Spatial organization of face and scene areas in human and macaque visual cortex
Reza Rajimehr, McGovern Institute for Brain Research, Massachusetts Institute of Technology
The primate visual cortex has a specialized architecture for processing specific object categories such as faces and scenes. For instance, inferior temporal cortex in macaque contains a network of discrete patches for processing face images. Direct comparison between human and macaque category-selective areas shows that some areas in one species have missing homologues in the other species.
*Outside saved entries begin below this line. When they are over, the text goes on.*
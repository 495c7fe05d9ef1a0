//! The shared model registry.
//!
//! One registry is constructed by the application and handed to every
//! client; all server-driven state converges here. Merges and their
//! change-event emission are serialized so observers see each merge as
//! one atomic step.
//!
//! Change listeners and `when` callbacks run synchronously on the
//! dispatching client's task. They may register or remove listeners and
//! read models, but must not invoke merge operations.

use std::collections::HashMap;
use std::sync::{Arc, Mutex};

use serde_json::Value;
use tracing::{debug, trace};

use crate::events::{ListenerId, ListenerSet};
use crate::model::Model;
use crate::state::SessionState;

/// Property name that subscribes to every change event.
pub const ANY_PROPERTY: &str = "ANY";

/// Handle returned by [`ModelRegistry::when`], used for removal.
pub type WhenId = u64;

/// A field-level change observed on a model's best session.
#[derive(Debug, Clone)]
pub struct ChangeEvent {
    /// Snapshot of the model after the merge that caused this change.
    pub model: Arc<Model>,
    pub property: String,
    pub previous: Option<Value>,
    pub next: Option<Value>,
}

type WhenPredicate = Box<dyn Fn(&Model) -> bool + Send>;
type WhenAction = Box<dyn FnMut(&Model) + Send>;

struct WhenBinding {
    id: WhenId,
    /// Restricts the binding to one model; `None` is global.
    scope: Option<i64>,
    predicate: WhenPredicate,
    on_true: WhenAction,
    on_false_after_true: Option<WhenAction>,
    /// Last evaluation per model, for edge triggering.
    last: HashMap<i64, bool>,
}

#[derive(Default)]
struct WhenTable {
    bindings: Vec<WhenBinding>,
    next_id: WhenId,
    /// True while bindings are checked out for evaluation; removals are
    /// deferred into `removed` until they come back.
    evaluating: bool,
    removed: std::collections::HashSet<WhenId>,
}

#[derive(Default)]
struct RegistryData {
    models: HashMap<i64, Model>,
    logged_in_clients: usize,
}

// (scope, property): scope None is the registry-wide listener space.
type ChangeKey = (Option<i64>, String);

struct RegistryShared {
    /// Serializes merge + emission across clients.
    op_lock: Mutex<()>,
    data: Mutex<RegistryData>,
    listeners: ListenerSet<ChangeKey, ChangeEvent>,
    whens: Mutex<WhenTable>,
}

/// Cheaply clonable handle to the shared registry.
#[derive(Clone)]
pub struct ModelRegistry {
    shared: Arc<RegistryShared>,
}

impl Default for ModelRegistry {
    fn default() -> Self {
        Self::new()
    }
}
Using fMRI, we identified a face-selective region in anterior temporal cortex in human and a scene-selective region in posterior temporal cortex in macaque, which correspond to homologous areas in the other species. A surface-based analysis of cortical maps showed a high degree of similarity in the spatial arrangement of face and scene areas between human and macaque. This suggests that neighborhood relations between functionally-defined cortical areas are evolutionarily conserved – though the topographic relation between the areas and their underlying anatomy (gyral/sulcal pattern) may vary from one species to another.